## Items listed in a dataset
=== Begin Enclosure ===
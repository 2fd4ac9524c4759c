//! Mount lifecycle.
//!
//! The controller builds the passthrough backend, performs the OS-level
//! mount, and owns the shutdown sequence. A shutdown signal stream and
//! the serving future race; whichever finishes first leads to the same
//! terminal state, with the mount released exactly once.

mod controller;
mod error;
mod session;
mod shutdown;

pub use controller::MountController;
pub use error::MountError;
pub use session::MountSession;
pub use shutdown::Shutdown;
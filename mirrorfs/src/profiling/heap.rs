//! On-demand heap snapshots.
//!
//! A SIGUSR1 stream drives snapshot writes through jemalloc's `prof.dump`
//! control. Snapshots are numbered from 0 and the sequence advances on
//! every trigger, so one failed write never stalls later ones.

use std::ffi::CString;
use std::os::unix::ffi::OsStrExt;
use std::path::{Path, PathBuf};

use tokio::signal::unix::{signal, SignalKind};
use tokio::task::JoinHandle;
use tracing::{debug, error};

use super::ProfileError;

/// jemalloc control name for writing a heap profile.
const PROF_DUMP: &[u8] = b"prof.dump\0";

/// Extension of snapshot files.
const SNAPSHOT_EXT: &str = "heap";

/// Names successive snapshot files for one prefix.
///
/// The sequence number advances unconditionally: a trigger whose write
/// fails still consumes its number.
struct SnapshotSeries {
    prefix: PathBuf,
    sequence: u64,
}

impl SnapshotSeries {
    fn new(prefix: PathBuf) -> Self {
        Self {
            prefix,
            sequence: 0,
        }
    }

    fn next_path(&mut self) -> PathBuf {
        let mut name = self.prefix.as_os_str().to_os_string();
        name.push(format!("-{}.{SNAPSHOT_EXT}", self.sequence));
        self.sequence += 1;
        PathBuf::from(name)
    }
}

/// Live snapshot listener.
///
/// Runs for the process lifetime, concurrently with mount servicing;
/// dropping the handle stops it.
pub struct HeapSnapshots {
    task: JoinHandle<()>,
}

impl HeapSnapshots {
    /// Arm the SIGUSR1 listener.
    ///
    /// Requires a running Tokio runtime. Each received signal writes one
    /// snapshot named `<prefix>-<seq>.heap`; failures are logged at error
    /// severity and never stop the listener.
    pub fn spawn(prefix: &Path) -> Result<Self, ProfileError> {
        let mut trigger = signal(SignalKind::user_defined1())?;
        let mut series = SnapshotSeries::new(prefix.to_path_buf());

        let task = tokio::spawn(async move {
            while trigger.recv().await.is_some() {
                let path = series.next_path();
                debug!(path = %path.display(), "writing heap snapshot");
                match write_snapshot(&path) {
                    Ok(()) => debug!(path = %path.display(), "heap snapshot written"),
                    Err(e) => error!(path = %path.display(), error = %e, "heap snapshot failed"),
                }
            }
        });

        Ok(Self { task })
    }
}

impl Drop for HeapSnapshots {
    fn drop(&mut self) {
        self.task.abort();
    }
}

/// Ask the allocator to dump its heap profile to `path`.
///
/// Fails when heap profiling was not activated at process start
/// (`MALLOC_CONF=prof:true`) or when the file cannot be written.
fn write_snapshot(path: &Path) -> Result<(), ProfileError> {
    let raw = CString::new(path.as_os_str().as_bytes()).map_err(|_| ProfileError::InvalidPath {
        path: path.to_path_buf(),
    })?;
    // jemalloc copies the string before prof.dump returns
    unsafe { tikv_jemalloc_ctl::raw::write(PROF_DUMP, raw.as_ptr()) }.map_err(|source| {
        ProfileError::HeapDump {
            path: path.to_path_buf(),
            source,
        }
    })
}

#[cfg(test)]
mod tests {
    use super::*;

    #[test]
    fn test_snapshot_numbering_starts_at_zero() {
        let mut series = SnapshotSeries::new(PathBuf::from("/tmp/profile"));
        assert_eq!(series.next_path(), PathBuf::from("/tmp/profile-0.heap"));
        assert_eq!(series.next_path(), PathBuf::from("/tmp/profile-1.heap"));
        assert_eq!(series.next_path(), PathBuf::from("/tmp/profile-2.heap"));
    }

    #[test]
    fn test_sequence_advances_without_touching_files() {
        // next_path never inspects the filesystem, so a failed write
        // cannot stall or repeat a number
        let mut series = SnapshotSeries::new(PathBuf::from("/nonexistent/dir/prefix"));
        for expected in 0..5u64 {
            let path = series.next_path();
            assert!(path
                .to_string_lossy()
                .ends_with(&format!("-{expected}.heap")));
        }
    }

    #[test]
    fn test_interior_nul_is_rejected() {
        use std::ffi::OsStr;
        let path = PathBuf::from(OsStr::from_bytes(b"bad\0path"));
        assert!(matches!(
            write_snapshot(&path),
            Err(ProfileError::InvalidPath { .. })
        ));
    }
}
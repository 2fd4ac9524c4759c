//! Mount lifecycle errors.

use std::io;
use std::path::PathBuf;

use thiserror::Error;

/// Errors from backend construction, mounting, and teardown.
#[derive(Debug, Error)]
pub enum MountError {
    /// The passthrough backend could not be built from the source
    /// directory.
    #[error("failed to open source directory {}: {source}", path.display())]
    Backend { path: PathBuf, source: io::Error },

    /// The OS-level mount failed.
    #[error("failed to mount {} at {}: {source}", source_dir.display(), mountpoint.display())]
    Mount {
        source_dir: PathBuf,
        mountpoint: PathBuf,
        source: io::Error,
    },

    /// The serving loop ended with an error.
    #[error("filesystem session failed: {0}")]
    Serve(#[source] io::Error),

    /// Unmounting the session failed.
    #[error("failed to unmount: {0}")]
    Unmount(#[source] io::Error),

    /// The shutdown signal listener could not be installed.
    #[error("failed to install signal listener: {0}")]
    Signal(#[source] io::Error),
}

#[cfg(test)]
mod tests {
    use super::*;

    #[test]
    fn test_backend_error_mentions_path() {
        let err = MountError::Backend {
            path: PathBuf::from("/srv/data"),
            source: io::Error::new(io::ErrorKind::NotFound, "no such directory"),
        };
        let text = err.to_string();
        assert!(text.contains("/srv/data"));
        assert!(text.contains("no such directory"));
    }

    #[test]
    fn test_mount_error_mentions_both_paths() {
        let err = MountError::Mount {
            source_dir: PathBuf::from("/srv/data"),
            mountpoint: PathBuf::from("/mnt/view"),
            source: io::Error::new(io::ErrorKind::PermissionDenied, "denied"),
        };
        let text = err.to_string();
        assert!(text.contains("/srv/data"));
        assert!(text.contains("/mnt/view"));
    }
}
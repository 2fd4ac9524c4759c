//! Mount configuration.
//!
//! `MountConfig` is built once from resolved CLI inputs, validated before
//! any mount attempt, and read-only afterwards. Translation of the named
//! flags into the engine's option set lives here so the flag semantics
//! stay in one place.

use std::io;
use std::path::{Path, PathBuf};

use rfuse3::MountOptions;
use thiserror::Error;

/// Errors produced while validating a [`MountConfig`].
#[derive(Debug, Error)]
pub enum ConfigError {
    /// A required path was empty.
    #[error("{what} path must not be empty")]
    EmptyPath { what: &'static str },

    /// A path could not be resolved.
    #[error("{what} {} is not accessible: {source}", path.display())]
    Inaccessible {
        what: &'static str,
        path: PathBuf,
        source: io::Error,
    },

    /// A path exists but is not a directory.
    #[error("{what} {} is not a directory", path.display())]
    NotADirectory { what: &'static str, path: PathBuf },

    /// Source and mountpoint resolve to the same directory.
    #[error("source and mountpoint must be distinct (both resolve to {})", path.display())]
    SamePath { path: PathBuf },
}

/// Named mount flags, all off by default.
#[derive(Clone, Copy, Debug, Default, PartialEq, Eq)]
pub struct MountFlags {
    /// Allow other users to access the mount.
    pub allow_other: bool,
    /// Mount read-only.
    pub read_only: bool,
    /// Use the raw mount syscall instead of the fusermount helper.
    pub direct_mount: bool,
    /// Like `direct_mount`, but never fall back to the helper.
    pub direct_mount_strict: bool,
    /// Per-request logging; honored through the logging threshold rather
    /// than an engine switch.
    pub debug: bool,
}

impl MountFlags {
    /// Whether the kernel enforces file permissions itself.
    ///
    /// Always paired with `allow_other`; the two kernel flags are never
    /// set separately.
    pub fn kernel_permission_checks(&self) -> bool {
        self.allow_other
    }
}

/// How the OS-level mount is performed.
#[derive(Clone, Copy, Debug, PartialEq, Eq)]
pub enum MountMode {
    /// Mount through the fusermount helper; works unprivileged.
    Helper,
    /// Call the mount syscall directly. Unless `strict`, a failure falls
    /// back to the helper.
    Direct { strict: bool },
}

/// Immutable mount configuration, resolved once at startup.
#[derive(Clone, Debug)]
pub struct MountConfig {
    source: PathBuf,
    mountpoint: PathBuf,
    flags: MountFlags,
}

impl MountConfig {
    /// Describe a mount of `source` at `mountpoint`.
    pub fn new(source: impl Into<PathBuf>, mountpoint: impl Into<PathBuf>) -> Self {
        Self {
            source: source.into(),
            mountpoint: mountpoint.into(),
            flags: MountFlags::default(),
        }
    }

    /// Replace the whole flag set.
    pub fn with_flags(mut self, flags: MountFlags) -> Self {
        self.flags = flags;
        self
    }

    /// Allow other users to access the mount.
    pub fn with_allow_other(mut self, allow: bool) -> Self {
        self.flags.allow_other = allow;
        self
    }

    /// Mount read-only.
    pub fn with_read_only(mut self, read_only: bool) -> Self {
        self.flags.read_only = read_only;
        self
    }

    /// Use the raw mount syscall; `strict` disables the helper fallback.
    pub fn with_direct_mount(mut self, direct: bool, strict: bool) -> Self {
        self.flags.direct_mount = direct;
        self.flags.direct_mount_strict = strict;
        self
    }

    /// Request per-request logging.
    pub fn with_debug(mut self, debug: bool) -> Self {
        self.flags.debug = debug;
        self
    }

    /// Source directory being exposed.
    pub fn source(&self) -> &Path {
        &self.source
    }

    /// Where the view becomes visible.
    pub fn mountpoint(&self) -> &Path {
        &self.mountpoint
    }

    /// The resolved flag set.
    pub fn flags(&self) -> &MountFlags {
        &self.flags
    }

    /// How the OS-level mount should be performed.
    pub fn mount_mode(&self) -> MountMode {
        if self.flags.direct_mount || self.flags.direct_mount_strict {
            MountMode::Direct {
                strict: self.flags.direct_mount_strict,
            }
        } else {
            MountMode::Helper
        }
    }

    /// Check that both paths name existing, distinct directories.
    ///
    /// Runs before any mount attempt; a configuration that fails here is
    /// never handed to the engine.
    pub fn validate(&self) -> Result<(), ConfigError> {
        let source = Self::resolve_dir("source directory", &self.source)?;
        let mountpoint = Self::resolve_dir("mountpoint", &self.mountpoint)?;
        if source == mountpoint {
            return Err(ConfigError::SamePath { path: source });
        }
        Ok(())
    }

    fn resolve_dir(what: &'static str, path: &Path) -> Result<PathBuf, ConfigError> {
        if path.as_os_str().is_empty() {
            return Err(ConfigError::EmptyPath { what });
        }
        let resolved = path
            .canonicalize()
            .map_err(|source| ConfigError::Inaccessible {
                what,
                path: path.to_path_buf(),
                source,
            })?;
        if !resolved.is_dir() {
            return Err(ConfigError::NotADirectory {
                what,
                path: path.to_path_buf(),
            });
        }
        Ok(resolved)
    }

    /// Translate the flag set into engine mount options.
    ///
    /// `fs_name` carries the source path so mount listings show which
    /// directory is being exposed. Caller uid/gid and readdir-plus are
    /// always set, matching what an unprivileged passthrough mount needs.
    pub fn mount_options(&self) -> MountOptions {
        let uid = unsafe { libc::getuid() };
        let gid = unsafe { libc::getgid() };

        let mut options = MountOptions::default();
        options
            .fs_name(self.source.to_string_lossy())
            .force_readdir_plus(true)
            .uid(uid)
            .gid(gid)
            .read_only(self.flags.read_only)
            .allow_other(self.flags.allow_other)
            .default_permissions(self.flags.kernel_permission_checks());
        options
    }
}
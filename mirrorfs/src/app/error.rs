//! Application error types.

use std::fmt;

use crate::config::ConfigError;
use crate::mount::MountError;
use crate::profiling::ProfileError;

/// Errors that can occur during application lifecycle.
#[derive(Debug)]
pub enum AppError {
    /// Configuration failed validation.
    Config(ConfigError),

    /// Backend construction, mount, or teardown failed.
    Mount(MountError),

    /// A profiling facility failed to start.
    Profile(ProfileError),

    /// Failed to create the Tokio runtime.
    RuntimeCreation(String),
}

impl fmt::Display for AppError {
    fn fmt(&self, f: &mut fmt::Formatter<'_>) -> fmt::Result {
        match self {
            AppError::Config(e) => write!(f, "Configuration error: {}", e),
            AppError::Mount(e) => write!(f, "Mount error: {}", e),
            AppError::Profile(e) => write!(f, "Profiling error: {}", e),
            AppError::RuntimeCreation(msg) => {
                write!(f, "Failed to create Tokio runtime: {}", msg)
            }
        }
    }
}

impl std::error::Error for AppError {
    fn source(&self) -> Option<&(dyn std::error::Error + 'static)> {
        match self {
            AppError::Config(e) => Some(e),
            AppError::Mount(e) => Some(e),
            AppError::Profile(e) => Some(e),
            AppError::RuntimeCreation(_) => None,
        }
    }
}

impl From<ConfigError> for AppError {
    fn from(e: ConfigError) -> Self {
        AppError::Config(e)
    }
}

impl From<MountError> for AppError {
    fn from(e: MountError) -> Self {
        AppError::Mount(e)
    }
}

impl From<ProfileError> for AppError {
    fn from(e: ProfileError) -> Self {
        AppError::Profile(e)
    }
}

#[cfg(test)]
mod tests {
    use super::*;

    #[test]
    fn test_app_error_display() {
        let err = AppError::RuntimeCreation("worker threads unavailable".to_string());
        assert!(err.to_string().contains("Tokio runtime"));
        assert!(err.to_string().contains("worker threads unavailable"));
    }

    #[test]
    fn test_app_error_from_config_error() {
        let config_err = ConfigError::EmptyPath {
            what: "source directory",
        };
        let app_err: AppError = config_err.into();
        assert!(matches!(app_err, AppError::Config(_)));
        assert!(app_err.to_string().contains("Configuration error"));
    }
}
=== End Enclosure ===
## WHAT NEEDS TO BE DONE
Restate the records above verbatim up to and including the line containing "self.sequence += 1;".

## RESULT
repository 2fd4ac9524c4759c
//! Mount lifecycle.
//!
//! The controller builds the passthrough backend, performs the OS-level
//! mount, and owns the shutdown sequence. A shutdown signal stream and
//! the serving future race; whichever finishes first leads to the same
//! terminal state, with the mount released exactly once.

mod controller;
mod error;
mod session;
mod shutdown;

pub use controller::MountController;
pub use error::MountError;
pub use session::MountSession;
pub use shutdown::Shutdown;
filename mirrorfs/src/profiling/heap.rs
//! On-demand heap snapshots.
//!
//! A SIGUSR1 stream drives snapshot writes through jemalloc's `prof.dump`
//! control. Snapshots are numbered from 0 and the sequence advances on
//! every trigger, so one failed write never stalls later ones.

use std::ffi::CString;
use std::os::unix::ffi::OsStrExt;
use std::path::{Path, PathBuf};

use tokio::signal::unix::{signal, SignalKind};
use tokio::task::JoinHandle;
use tracing::{debug, error};

use super::ProfileError;

/// jemalloc control name for writing a heap profile.
const PROF_DUMP: &[u8] = b"prof.dump\0";

/// Extension of snapshot files.
const SNAPSHOT_EXT: &str = "heap";

/// Names successive snapshot files for one prefix.
///
/// The sequence number advances unconditionally: a trigger whose write
/// fails still consumes its number.
struct SnapshotSeries {
    prefix: PathBuf,
    sequence: u64,
}

impl SnapshotSeries {
    fn new(prefix: PathBuf) -> Self {
        Self {
            prefix,
            sequence: 0,
        }
    }

    fn next_path(&mut self) -> PathBuf {
        let mut name = self.prefix.as_os_str().to_os_string();
        name.push(format!("-{}.{SNAPSHOT_EXT}", self.sequence));
        self.sequence += 1;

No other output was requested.